DIRECTIONS FOR THIS TASK
In the records below, find the line that contains "use quire_rag::Backend;" and the line that contains "behind a request.", then retype exactly those two lines and every line between them.

:: DATA RECORDS

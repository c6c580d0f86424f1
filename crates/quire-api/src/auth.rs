//! HTTP Basic-auth extractor yielding the caller's [`UserId`].

use std::sync::OnceLock;

use argon2::{
  Argon2, PasswordHash, PasswordHasher, PasswordVerifier, password_hash::SaltString,
};
use axum::{
  extract::FromRequestParts,
  http::{HeaderMap, header, request::Parts},
};
use base64::{Engine as _, engine::general_purpose::STANDARD as B64};
use quire_core::document::UserId;
use quire_rag::Backend;
use serde::Deserialize;

use crate::{AppState, error::ApiError};

/// One login accepted by this server.
#[derive(Debug, Clone, Deserialize)]
pub struct Account {
  pub username:      String,
  /// PHC string produced by argon2, e.g. `$argon2id$v=19$…`
  pub password_hash: String,
  /// Identity used for storage; defaults to the username.
  #[serde(default)]
  pub user_id:       Option<UserId>,
}

impl Account {
  pub fn user_id(&self) -> Result<UserId, ApiError> {
    match &self.user_id {
      Some(id) => Ok(id.clone()),
      None => UserId::new(self.username.clone()).map_err(|e| ApiError::Internal(e.to_string())),
    }
  }
}

#[derive(Debug, Clone, Default, Deserialize)]
pub struct AuthConfig {
  #[serde(default)]
  pub accounts: Vec<Account>,
}

/// The authenticated user behind a request.
#[derive(Debug, Clone, PartialEq, Eq)]
pub struct Caller(pub UserId);

/// Check Basic credentials in `headers` against `config`.
pub fn verify_auth(headers: &HeaderMap, config: &AuthConfig) -> Result<UserId, ApiError> {
  let header_val = headers
    .get(header::AUTHORIZATION)
    .and_then(|v| v.to_str().ok())
    .ok_or(ApiError::Unauthorized)?;

  let encoded = header_val.strip_prefix("Basic ").ok_or(ApiError::Unauthorized)?;

  let decoded = B64.decode(encoded).map_err(|_| ApiError::Unauthorized)?;
  let creds = std::str::from_utf8(&decoded).map_err(|_| ApiError::Unauthorized)?;

  let (username, password) = creds.split_once(':').ok_or(ApiError::Unauthorized)?;

  // Unknown usernames still pay for one argon2 verification, so response
  // time does not reveal which accounts exist.
  let account = config.accounts.iter().find(|a| a.username == username);
  let hash = match account {
    Some(a) => a.password_hash.as_str(),
    None => dummy_hash(),
  };

  let verified = PasswordHash::new(hash)
    .is_ok_and(|parsed| Argon2::default().verify_password(password.as_bytes(), &parsed).is_ok());

  match account {
    Some(account) if verified => account.user_id(),
    _ => Err(ApiError::Unauthorized),
  }
}

/// A hash no account owns, made with the same parameters as real ones.
fn dummy_hash() -> &'static str {
  static DUMMY: OnceLock<String> = OnceLock::new();
  DUMMY.get_or_init(|| {
    SaltString::encode_b64(b"quire-no-account")
      .and_then(|salt| Argon2::default().hash_password(b"", &salt).map(|h| h.to_string()))
      .unwrap_or_default()
  })
}

impl<B: Backend> FromRequestParts<AppState<B>> for Caller {
  type Rejection = ApiError;

  async fn from_request_parts(
    parts: &mut Parts,
    state: &AppState<B>,
  ) -> Result<Self, Self::Rejection> {
    let user = verify_auth(&parts.headers, &state.auth)?;
    state.rag.register(&user).await?;
    Ok(Caller(user))
  }
}
//! Document deletion and download.

use bytes::Bytes;
use quire_core::{
  blob::BlobStore,
  document::{Document, UserId},
  quota::Action,
  store::DocumentStore,
  vector::VectorIndex,
};
use tracing::{info, warn};
use uuid::Uuid;

use crate::{Backend, Outcome, Rag, RagError, Result};

/// A document's metadata together with its stored bytes.
#[derive(Debug, Clone)]
pub struct Download {
  pub document: Document,
  pub bytes:    Bytes,
}

impl<B: Backend> Rag<B> {
  /// Remove a document's vectors, then its blob, then its metadata record.
  ///
  /// Metadata goes last: if a step fails the document is still listed and the
  /// delete can be retried. Each step tolerates already-missing data.
  pub async fn delete(&self, user: &UserId, document_id: Uuid) -> Result<Outcome> {
    let document = self.document(user, document_id).await?;

    if let Some(message) = self.gate(user, Action::DeleteDocument, 0).await? {
      return Ok(Outcome::refused(message));
    }

    let namespace = document.namespace();
    self
      .services
      .vectors
      .delete_namespace(&namespace)
      .await
      .map_err(RagError::vectors)?;
    self
      .services
      .blobs
      .delete(&document.storage_path)
      .await
      .map_err(RagError::blob)?;
    let removed = self
      .services
      .store
      .delete_document(user, document_id)
      .await
      .map_err(RagError::store)?;

    if !removed {
      // Lost a race with another delete; the end state is the same.
      warn!(%document_id, "document record already gone");
    }
    info!(%user, %document_id, "deleted document");
    Ok(Outcome::ok(None))
  }

  pub async fn download(&self, user: &UserId, document_id: Uuid) -> Result<Download> {
    let document = self.document(user, document_id).await?;
    let bytes = self
      .services
      .blobs
      .read(&document.storage_path)
      .await
      .map_err(RagError::blob)?
      .ok_or_else(|| RagError::Blob(format!("blob {} is missing", document.storage_path).into()))?;
    Ok(Download { document, bytes })
  }
}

::::

ANSWER SECTION
use quire_rag::Backend;
use serde::Deserialize;

use crate::{AppState, error::ApiError};

/// One login accepted by this server.
#[derive(Debug, Clone, Deserialize)]
pub struct Account {
  pub username:      String,
  /// PHC string produced by argon2, e.g. `$argon2id$v=19$…`
  pub password_hash: String,
  /// Identity used for storage; defaults to the username.
  #[serde(default)]
  pub user_id:       Option<UserId>,
}

impl Account {
  pub fn user_id(&self) -> Result<UserId, ApiError> {
    match &self.user_id {
      Some(id) => Ok(id.clone()),
      None => UserId::new(self.username.clone()).map_err(|e| ApiError::Internal(e.to_string())),
    }
  }
}

#[derive(Debug, Clone, Default, Deserialize)]
pub struct AuthConfig {
  #[serde(default)]
  pub accounts: Vec<Account>,
}

/// The authenticated user behind a request.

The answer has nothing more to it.